Where does the word "nesting" show up in the records? Copy every line that holds it.

Saved data entries
BEGIN

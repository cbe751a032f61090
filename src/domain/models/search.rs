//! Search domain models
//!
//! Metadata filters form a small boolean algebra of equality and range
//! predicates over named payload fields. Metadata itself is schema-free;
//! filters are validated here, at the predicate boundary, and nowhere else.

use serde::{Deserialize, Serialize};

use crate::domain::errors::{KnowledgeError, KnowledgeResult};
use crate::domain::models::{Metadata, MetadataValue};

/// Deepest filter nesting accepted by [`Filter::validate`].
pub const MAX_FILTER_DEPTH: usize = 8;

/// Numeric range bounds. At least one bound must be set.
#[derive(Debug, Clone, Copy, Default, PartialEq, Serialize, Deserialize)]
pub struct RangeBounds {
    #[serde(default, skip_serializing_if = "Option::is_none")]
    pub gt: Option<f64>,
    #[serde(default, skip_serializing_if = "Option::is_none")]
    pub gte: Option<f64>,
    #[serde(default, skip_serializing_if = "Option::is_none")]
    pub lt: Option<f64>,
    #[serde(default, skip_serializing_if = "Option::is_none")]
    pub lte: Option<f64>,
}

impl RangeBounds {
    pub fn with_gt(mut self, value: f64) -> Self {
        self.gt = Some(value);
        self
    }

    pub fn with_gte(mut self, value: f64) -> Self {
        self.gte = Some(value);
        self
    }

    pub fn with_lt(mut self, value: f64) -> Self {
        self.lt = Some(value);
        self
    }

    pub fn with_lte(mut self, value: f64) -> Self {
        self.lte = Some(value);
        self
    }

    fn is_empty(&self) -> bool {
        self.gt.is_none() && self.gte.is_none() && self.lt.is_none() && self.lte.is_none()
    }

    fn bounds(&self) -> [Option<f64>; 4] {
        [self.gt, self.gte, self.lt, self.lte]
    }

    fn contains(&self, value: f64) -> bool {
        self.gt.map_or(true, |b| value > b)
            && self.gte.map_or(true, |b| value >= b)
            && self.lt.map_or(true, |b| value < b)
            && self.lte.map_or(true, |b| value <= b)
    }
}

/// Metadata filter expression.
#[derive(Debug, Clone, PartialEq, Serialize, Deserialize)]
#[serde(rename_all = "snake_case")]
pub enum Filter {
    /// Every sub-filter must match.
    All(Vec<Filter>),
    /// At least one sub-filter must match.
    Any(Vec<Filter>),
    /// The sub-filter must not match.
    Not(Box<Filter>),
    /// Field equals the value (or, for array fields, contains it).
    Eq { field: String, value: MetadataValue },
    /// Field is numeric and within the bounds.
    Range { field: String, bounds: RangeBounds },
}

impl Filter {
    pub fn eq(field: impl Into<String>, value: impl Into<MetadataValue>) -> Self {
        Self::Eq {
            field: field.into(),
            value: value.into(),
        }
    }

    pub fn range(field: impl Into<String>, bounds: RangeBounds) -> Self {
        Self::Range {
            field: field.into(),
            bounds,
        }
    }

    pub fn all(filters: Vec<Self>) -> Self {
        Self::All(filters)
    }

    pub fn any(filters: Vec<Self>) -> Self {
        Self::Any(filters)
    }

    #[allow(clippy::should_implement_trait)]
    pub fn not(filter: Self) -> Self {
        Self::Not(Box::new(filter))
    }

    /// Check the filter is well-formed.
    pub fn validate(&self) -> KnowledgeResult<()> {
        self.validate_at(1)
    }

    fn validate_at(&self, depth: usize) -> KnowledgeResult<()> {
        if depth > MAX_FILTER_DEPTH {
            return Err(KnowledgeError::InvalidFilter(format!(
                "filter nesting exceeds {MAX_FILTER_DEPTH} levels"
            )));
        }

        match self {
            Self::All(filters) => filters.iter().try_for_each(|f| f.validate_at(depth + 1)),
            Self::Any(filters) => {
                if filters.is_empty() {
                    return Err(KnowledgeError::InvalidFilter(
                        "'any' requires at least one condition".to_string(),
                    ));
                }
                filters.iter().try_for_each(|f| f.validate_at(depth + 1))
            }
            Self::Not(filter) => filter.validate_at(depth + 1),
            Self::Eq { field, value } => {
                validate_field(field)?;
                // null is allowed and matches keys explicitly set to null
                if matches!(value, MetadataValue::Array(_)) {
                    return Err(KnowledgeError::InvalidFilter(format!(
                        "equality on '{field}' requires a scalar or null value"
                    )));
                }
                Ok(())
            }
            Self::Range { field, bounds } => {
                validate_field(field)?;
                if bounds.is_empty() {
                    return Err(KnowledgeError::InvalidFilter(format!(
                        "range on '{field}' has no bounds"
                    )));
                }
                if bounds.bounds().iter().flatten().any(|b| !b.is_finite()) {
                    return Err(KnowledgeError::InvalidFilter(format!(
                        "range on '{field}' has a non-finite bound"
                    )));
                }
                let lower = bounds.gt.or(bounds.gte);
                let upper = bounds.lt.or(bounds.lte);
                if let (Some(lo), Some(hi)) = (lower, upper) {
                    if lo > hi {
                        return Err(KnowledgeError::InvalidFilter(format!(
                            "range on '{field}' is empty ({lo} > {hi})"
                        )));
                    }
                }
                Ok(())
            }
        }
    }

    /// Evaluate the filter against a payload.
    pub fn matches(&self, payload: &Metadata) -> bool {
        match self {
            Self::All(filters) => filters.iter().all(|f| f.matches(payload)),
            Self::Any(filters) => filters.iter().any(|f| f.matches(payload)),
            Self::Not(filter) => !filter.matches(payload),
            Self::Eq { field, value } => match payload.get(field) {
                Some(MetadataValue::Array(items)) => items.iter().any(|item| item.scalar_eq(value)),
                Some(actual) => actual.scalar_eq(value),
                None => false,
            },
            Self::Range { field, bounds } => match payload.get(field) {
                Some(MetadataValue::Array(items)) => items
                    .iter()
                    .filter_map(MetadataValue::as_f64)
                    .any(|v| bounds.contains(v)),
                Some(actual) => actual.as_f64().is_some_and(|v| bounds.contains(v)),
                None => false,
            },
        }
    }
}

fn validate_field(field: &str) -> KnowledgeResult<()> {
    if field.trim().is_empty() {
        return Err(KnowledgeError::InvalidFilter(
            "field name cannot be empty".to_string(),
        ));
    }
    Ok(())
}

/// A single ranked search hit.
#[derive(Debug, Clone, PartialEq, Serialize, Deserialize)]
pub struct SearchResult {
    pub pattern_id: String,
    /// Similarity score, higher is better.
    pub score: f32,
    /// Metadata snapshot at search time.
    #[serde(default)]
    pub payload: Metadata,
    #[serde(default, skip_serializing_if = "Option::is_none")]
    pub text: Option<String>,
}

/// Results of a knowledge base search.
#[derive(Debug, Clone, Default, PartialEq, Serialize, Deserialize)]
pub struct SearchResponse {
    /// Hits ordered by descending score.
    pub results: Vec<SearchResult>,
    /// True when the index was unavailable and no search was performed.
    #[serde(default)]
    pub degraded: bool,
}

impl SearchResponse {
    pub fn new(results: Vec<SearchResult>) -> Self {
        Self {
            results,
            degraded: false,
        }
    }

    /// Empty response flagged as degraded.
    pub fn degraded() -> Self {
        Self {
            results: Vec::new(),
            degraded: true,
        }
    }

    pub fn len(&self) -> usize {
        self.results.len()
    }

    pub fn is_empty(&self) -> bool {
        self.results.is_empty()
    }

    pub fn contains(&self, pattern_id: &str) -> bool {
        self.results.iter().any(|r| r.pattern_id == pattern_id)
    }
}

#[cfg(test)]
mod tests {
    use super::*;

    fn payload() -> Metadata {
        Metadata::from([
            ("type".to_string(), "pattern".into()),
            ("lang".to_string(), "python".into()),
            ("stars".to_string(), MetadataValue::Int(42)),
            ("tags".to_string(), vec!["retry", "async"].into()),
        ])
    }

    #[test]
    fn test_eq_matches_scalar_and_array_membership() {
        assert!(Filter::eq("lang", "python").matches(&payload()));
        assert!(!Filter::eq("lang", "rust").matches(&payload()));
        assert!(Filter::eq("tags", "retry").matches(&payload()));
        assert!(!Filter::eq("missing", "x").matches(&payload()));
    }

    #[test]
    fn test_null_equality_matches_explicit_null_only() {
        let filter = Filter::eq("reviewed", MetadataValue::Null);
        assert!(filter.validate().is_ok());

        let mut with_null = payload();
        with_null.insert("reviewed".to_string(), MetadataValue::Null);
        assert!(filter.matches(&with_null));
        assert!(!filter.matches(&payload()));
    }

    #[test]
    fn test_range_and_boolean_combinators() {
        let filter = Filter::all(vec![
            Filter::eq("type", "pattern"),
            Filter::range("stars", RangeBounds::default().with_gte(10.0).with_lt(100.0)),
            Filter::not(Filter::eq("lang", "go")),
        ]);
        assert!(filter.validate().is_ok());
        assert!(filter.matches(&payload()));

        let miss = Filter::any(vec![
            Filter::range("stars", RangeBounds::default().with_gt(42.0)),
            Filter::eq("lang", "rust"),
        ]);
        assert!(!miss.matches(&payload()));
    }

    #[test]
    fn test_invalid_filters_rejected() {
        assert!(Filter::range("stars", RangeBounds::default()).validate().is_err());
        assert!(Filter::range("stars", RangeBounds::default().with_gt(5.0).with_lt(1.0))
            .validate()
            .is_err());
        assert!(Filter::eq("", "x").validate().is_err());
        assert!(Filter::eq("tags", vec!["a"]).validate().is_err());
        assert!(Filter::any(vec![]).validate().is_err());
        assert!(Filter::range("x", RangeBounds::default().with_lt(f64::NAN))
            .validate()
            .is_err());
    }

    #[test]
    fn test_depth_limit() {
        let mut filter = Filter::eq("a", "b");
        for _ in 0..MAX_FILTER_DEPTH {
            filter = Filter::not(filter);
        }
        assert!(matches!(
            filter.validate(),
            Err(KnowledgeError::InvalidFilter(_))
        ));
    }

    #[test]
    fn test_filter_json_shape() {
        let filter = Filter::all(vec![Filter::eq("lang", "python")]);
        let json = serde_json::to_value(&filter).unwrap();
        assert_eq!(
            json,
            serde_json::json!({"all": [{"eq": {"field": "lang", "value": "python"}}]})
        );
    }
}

END

**Task response:**
/// Deepest filter nesting accepted by [`Filter::validate`].
                "filter nesting exceeds {MAX_FILTER_DEPTH} levels"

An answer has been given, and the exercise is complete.